ISSN: 0041-4255
e-ISSN: 2791-6472

Anahtar Kelimeler: Semavi Eyice, Silifke ve Çevresi, Silifke Kalesi, Yenibahçe, Sinekkale, Işıkkale, Diokaisaria, Antik Kent, Roma Dönemi

Kurumumuz üyelerinden Prof. Dr. Semavî Eyice dört kişilik bir ekiple birlikte ve Kurumdan aldığı yardımla 2-21 Eylül 1976 tarihleri arasında Silifke dolaylarında arkeolojik ve tarihsel bir gezi yapmıştır. Eyice’nin Türk Tarih Kurumuna verdiği rapora göre, Silifke kalesinde yapılan incelemelerden sonra Yenibahçe deresinin batı tarafındaki tepelerde bulunan eski yerleşme yerlerinden Sinekkale, Aşağı Dünya Obruğu, yanındaki ören ile bir Bizans yapısı olan Işıkkale görülmüştür. Sinekkale, hakkında hiç bir şey bilinmeyen Anadolu Bizans kervansaray mimarisinin bir örneği olabileceği gibi, feodal bir mesken olması olanağı da vardır.

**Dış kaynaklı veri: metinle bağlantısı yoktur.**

use std::env;
use std::path::PathBuf;
use std::str::FromStr;

use super::{ServerConfig, TlsConfig};

/// Read a variable, treating empty values as unset.
pub(crate) fn env_var(name: &str) -> Option<String> {
    env::var(name)
        .ok()
        .map(|v| v.trim().to_string())
        .filter(|v| !v.is_empty())
}

/// Read and parse a variable.
pub(crate) fn parse_env<T>(name: &str) -> Result<Option<T>, String>
where
    T: FromStr,
    T::Err: std::fmt::Display,
{
    match env_var(name) {
        Some(raw) => raw
            .parse::<T>()
            .map(Some)
            .map_err(|e| format!("Invalid {name} value '{raw}': {e}")),
        None => Ok(None),
    }
}

pub(crate) fn parse_bool(raw: &str) -> Option<bool> {
    match raw.trim().to_ascii_lowercase().as_str() {
        "1" | "true" | "yes" | "on" => Some(true),
        "0" | "false" | "no" | "off" => Some(false),
        _ => None,
    }
}

fn parse_env_bool(name: &str) -> Result<Option<bool>, String> {
    match env_var(name) {
        Some(raw) => parse_bool(&raw)
            .map(Some)
            .ok_or_else(|| format!("Invalid {name} value '{raw}': expected true or false")),
        None => Ok(None),
    }
}

/// Build a configuration from defaults overridden by environment variables.
///
/// `.env` files are loaded into the process environment by `main` before
/// this runs.
pub fn load_from_env() -> Result<ServerConfig, Box<dyn std::error::Error>> {
    let mut config = ServerConfig::default();

    if let Some(host) = env_var("HOST") {
        config.host = host;
    }
    if let Some(port) = parse_env::<u16>("PORT")? {
        config.port = port;
    }

    if parse_env_bool("TLS_ENABLED")?.unwrap_or(false) {
        let cert_path = env_var("TLS_CERT_PATH")
            .ok_or("TLS_ENABLED is set but TLS_CERT_PATH is missing")?;
        let key_path =
            env_var("TLS_KEY_PATH").ok_or("TLS_ENABLED is set but TLS_KEY_PATH is missing")?;
        config.tls = Some(TlsConfig {
            cert_path: PathBuf::from(cert_path),
            key_path: PathBuf::from(key_path),
        });
    }

    config.openai_api_key = env_var("OPENAI_API_KEY");
    if let Some(base_url) = env_var("OPENAI_BASE_URL") {
        config.openai_base_url = base_url;
    }
    if let Some(model) = env_var("REALTIME_MODEL") {
        config.realtime_model = model;
    }
    if let Some(voice) = env_var("REALTIME_VOICE") {
        config.realtime_voice = voice;
    }
    if let Some(timeout) = parse_env::<u64>("UPSTREAM_TIMEOUT_SECONDS")? {
        config.upstream_timeout_seconds = timeout;
    }

    if let Some(path) = env_var("QUESTION_BANK_PATH") {
        config.question_bank_path = PathBuf::from(path);
    }
    if let Some(dir) = env_var("PUBLIC_DIR") {
        config.public_dir = PathBuf::from(dir);
    }

    if let Some(origins) = env_var("CORS_ALLOWED_ORIGINS") {
        config.cors_allowed_origins = Some(origins);
    }
    if let Some(rps) = parse_env::<u32>("RATE_LIMIT_REQUESTS_PER_SECOND")? {
        config.rate_limit_requests_per_second = rps;
    }
    if let Some(burst) = parse_env::<u32>("RATE_LIMIT_BURST_SIZE")? {
        config.rate_limit_burst_size = burst;
    }

    Ok(config)
}

#[cfg(test)]
mod tests {
    use super::*;

    #[test]
    fn test_parse_bool() {
        assert_eq!(parse_bool("TRUE"), Some(true));
        assert_eq!(parse_bool(" 1 "), Some(true));
        assert_eq!(parse_bool("off"), Some(false));
        assert_eq!(parse_bool("maybe"), None);
    }
}
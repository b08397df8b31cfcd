use std::sync::Arc;

use crate::config::ServerConfig;
use crate::core::questions::QuestionBank;
use crate::core::session::CredentialBroker;
use crate::errors::{AppError, AppResult};

/// Shared application state.
///
/// Built once at startup and handed to every handler as `Arc<AppState>`.
/// The question pool is loaded lazily on first use.
pub struct AppState {
    pub config: ServerConfig,
    pub broker: CredentialBroker,
    pub questions: QuestionBank,
}

impl AppState {
    pub fn new(config: ServerConfig) -> AppResult<Arc<Self>> {
        let questions = QuestionBank::from_path(config.question_bank_path.clone());
        Self::with_questions(config, questions)
    }

    /// Build state around an existing question pool.
    pub fn with_questions(config: ServerConfig, questions: QuestionBank) -> AppResult<Arc<Self>> {
        let broker = CredentialBroker::new(&config).map_err(AppError::from)?;
        if config.openai_api_key().is_err() {
            tracing::warn!("OPENAI_API_KEY not set; /session will fail until it is configured");
        }
        tracing::info!(
            "Question pool: {} (loaded on first request)",
            config.question_bank_path.display()
        );
        Ok(Arc::new(Self {
            config,
            broker,
            questions,
        }))
    }
}
use std::path::{Path, PathBuf};

use rand::seq::SliceRandom;
use tokio::sync::OnceCell;

use super::types::{QuestionCategory, QuestionError, QuestionRecord};

/// Read-only question pool.
///
/// A file-backed bank loads lazily on the first `get` and keeps the result
/// for the rest of the process. A failed load is not remembered, so the
/// next call tries again.
pub struct QuestionBank {
    path: Option<PathBuf>,
    pool: OnceCell<Vec<QuestionRecord>>,
}

impl QuestionBank {
    /// Bank backed by a JSON array on disk. Nothing is read until first use.
    pub fn from_path(path: impl Into<PathBuf>) -> Self {
        Self {
            path: Some(path.into()),
            pool: OnceCell::new(),
        }
    }

    /// Bank over an in-memory pool.
    pub fn from_records(records: Vec<QuestionRecord>) -> Self {
        Self {
            path: None,
            pool: OnceCell::new_with(Some(records)),
        }
    }

    pub fn path(&self) -> Option<&Path> {
        self.path.as_deref()
    }

    pub fn is_loaded(&self) -> bool {
        self.pool.initialized()
    }

    /// The whole pool, loading it if needed.
    pub async fn records(&self) -> Result<&[QuestionRecord], QuestionError> {
        let pool = self.pool.get_or_try_init(|| self.load()).await?;
        Ok(pool.as_slice())
    }

    async fn load(&self) -> Result<Vec<QuestionRecord>, QuestionError> {
        let Some(path) = self.path.as_deref() else {
            return Ok(Vec::new());
        };

        let raw = tokio::fs::read_to_string(path)
            .await
            .map_err(|e| QuestionError::Load(format!("{}: {}", path.display(), e)))?;
        let records: Vec<QuestionRecord> =
            serde_json::from_str(&raw).map_err(|e| QuestionError::Parse(e.to_string()))?;

        tracing::info!(
            "Loaded question bank from {} ({} questions)",
            path.display(),
            records.len()
        );
        Ok(records)
    }

    /// Random question of the requested category.
    ///
    /// Falls back to the whole pool when the category has no entries and
    /// fails only when the pool is empty.
    pub async fn get(&self, category: QuestionCategory) -> Result<QuestionRecord, QuestionError> {
        let all = self.records().await?;
        let matching: Vec<&QuestionRecord> =
            all.iter().filter(|q| q.category == category).collect();

        let mut rng = rand::thread_rng();
        if let Some(record) = matching.choose(&mut rng) {
            return Ok((*record).clone());
        }

        if !all.is_empty() {
            tracing::debug!("No '{}' questions in pool, picking from all", category);
        }
        all.choose(&mut rng).cloned().ok_or(QuestionError::EmptyPool)
    }
}
//! Credential broker: instruction building, upstream session issuance and
//! credential/expiry extraction.

pub mod broker;
pub mod config;
pub mod expiry;
pub mod instructions;
pub mod messages;

pub use broker::{BrokerError, CredentialBroker, IssuedSession, extract_upstream_message};
pub use config::{
    DEFAULT_REALTIME_MODEL, DEFAULT_REALTIME_VOICE, InterviewLanguage, InterviewMode,
    QUESTION_TOOL_NAME,
};
pub use expiry::{SessionCredential, extract_expiry_ms, extract_token, normalize_expiry};
pub use instructions::{build_instructions, build_preamble};
pub use messages::{SessionRequest, ToolDef, TurnDetection};
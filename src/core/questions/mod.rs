//! Question Source: a fixed, read-only pool of interview questions served to
//! the remote model through the question tool.

mod bank;
mod types;

pub use bank::QuestionBank;
pub use types::{QuestionCategory, QuestionError, QuestionRecord};
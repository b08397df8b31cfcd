use axum::extract::{RawQuery, State};
use axum::response::Json;
use serde_json::Value;
use std::sync::Arc;

use crate::errors::AppResult;
use crate::state::AppState;

/// Query parameters of `GET /session`. Both are optional and free-form;
/// unrecognised values fall back to the defaults instead of failing.
#[derive(Debug, Default)]
pub struct SessionQuery {
    pub mode: Option<String>,
    pub language: Option<String>,
}

impl SessionQuery {
    pub fn from_raw(raw: Option<&str>) -> Self {
        let mut values = super::first_query_values(raw);
        Self {
            mode: values.remove("mode"),
            language: values.remove("language"),
        }
    }
}

/// Mint an ephemeral realtime credential.
///
/// Responds with the upstream session body unchanged so clients can read
/// `client_secret` and `expires_at` exactly as the provider sent them.
pub async fn create_session(
    State(state): State<Arc<AppState>>,
    RawQuery(raw): RawQuery,
) -> AppResult<Json<Value>> {
    let query = SessionQuery::from_raw(raw.as_deref());
    let issued = state
        .broker
        .issue(query.mode.as_deref(), query.language.as_deref())
        .await?;
    Ok(Json(issued.body))
}
//! Peer Session Manager.
//!
//! Opens and closes transports through a [`Connector`] and owns the audio
//! capture shared by every transport generation. The capture is acquired on
//! the first `open` and stopped only by [`PeerSessionManager::shutdown`], so
//! the microphone permission prompt never repeats across rollovers.

use std::sync::Arc;
use std::sync::atomic::{AtomicBool, AtomicU64, Ordering};
use tokio::sync::Mutex;

use super::base::{
    AudioCapture, Connector, EventSender, RealtimeError, RealtimeResult, Transport, TransportId,
};
use crate::core::session::SessionCredential;

pub struct PeerSessionManager {
    connector: Arc<dyn Connector>,
    events: EventSender,
    capture: Mutex<Option<Arc<dyn AudioCapture>>>,
    next_id: AtomicU64,
    closed: AtomicBool,
}

impl PeerSessionManager {
    pub fn new(connector: Arc<dyn Connector>, events: EventSender) -> Self {
        Self {
            connector,
            events,
            capture: Mutex::new(None),
            next_id: AtomicU64::new(1),
            closed: AtomicBool::new(false),
        }
    }

    /// Reserve the id of the next transport generation.
    pub fn allocate_id(&self) -> TransportId {
        self.next_id.fetch_add(1, Ordering::SeqCst)
    }

    pub fn is_shut_down(&self) -> bool {
        self.closed.load(Ordering::SeqCst)
    }

    /// The shared capture, acquiring it on first use.
    pub async fn capture(&self) -> RealtimeResult<Arc<dyn AudioCapture>> {
        let mut slot = self.capture.lock().await;
        if self.is_shut_down() {
            return Err(RealtimeError::SessionClosed);
        }
        if let Some(capture) = slot.as_ref() {
            return Ok(capture.clone());
        }
        let capture = self.connector.acquire_capture().await?;
        tracing::debug!("Audio capture acquired");
        *slot = Some(capture.clone());
        Ok(capture)
    }

    /// Open transport `id` with `credential`, reusing the shared capture.
    pub async fn open(
        &self,
        id: TransportId,
        credential: &SessionCredential,
    ) -> RealtimeResult<Arc<dyn Transport>> {
        let capture = self.capture().await?;
        let transport = self
            .connector
            .open(id, credential, capture, self.events.clone())
            .await?;

        // Shut down while the offer/answer exchange was in flight.
        if self.is_shut_down() {
            transport.close().await;
            return Err(RealtimeError::SessionClosed);
        }
        tracing::debug!("Transport {} opened", id);
        Ok(transport)
    }

    /// Close one transport. The shared capture keeps running.
    pub async fn close(&self, transport: &Arc<dyn Transport>) {
        tracing::debug!("Closing transport {}", transport.id());
        transport.close().await;
    }

    /// Stop the shared capture and refuse further opens. Idempotent.
    pub async fn shutdown(&self) {
        self.closed.store(true, Ordering::SeqCst);
        if let Some(capture) = self.capture.lock().await.take() {
            capture.stop();
            tracing::debug!("Audio capture stopped");
        }
    }
}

Işıkkale ise kilisesi, nekropolü, taş döşeli ana caddesi ve evleri ile tam bir yerleşme yeridir.

Yenibahçe köyüne hâkim doğu tarafındaki tepelerden biri üstünde olan ve Takadın olarak adlandırılan eski yerleşme yeri ile Yenibahçe deresi vadisine hâkim bir yerde yapılmış olup bu boğazı kontrol eden Büyük Kale de incelenen yerler arasındadır. En az üç yapı devresi ve çok intizamsız bir biçime sahip olan Kalenin plânı çıkarılmıştır. Takadın mahallesinin evleri arasındaki nekropolün mezar anıtları ile iki bazilika kalıntısı üzerinde de çalışılmıştır. Daha güneyde Paslı’da ise antik çağa ait büyük ve önemli bir yerleşmenin izleri bulunmuştur.

Yenibahçe Deresinin doğu tarafındaki Ovacık köyünden daha doğuya gidilince bir gözetleme kulesi (Hançerli Kule) ve antik çağa ait ev kalıntıları ile mezarlar bulunmaktadır.

Bunlardan başka Silifke’nin arkasındaki bölgede eski Diokaisaria şehrinin yerinde bulunan Uzuncaburç ile antik Olba şehrinin kalıntıları da incelenmiştir.

Silifke’nin doğusundaki kıyılarda bulunan ve evvelce de üzerinde durulan Akkale yapılar topluluğu da bu gezi sırasında incelenen yerlerden biridir.

Silifke’nin batı tarafındaki kıyılarda yapılan araştırmalarda sadece iki yer üzerinde durulmuştur. Bunlardan biri antik Holmi şehri kalıntıları arasında bulunan ve manastır denilen bazilika harabesi ile yüksek bir tepe üstünde bulunan Tokmar Kalesi’dir.

Bunlardan başka kıyılardaki ıssız adalar da bu arada incelenmiştir. Bu adaların bazılarında Roma devriyle Haçlı Seferleri zamanına rastlayan buluntular görülmüştür.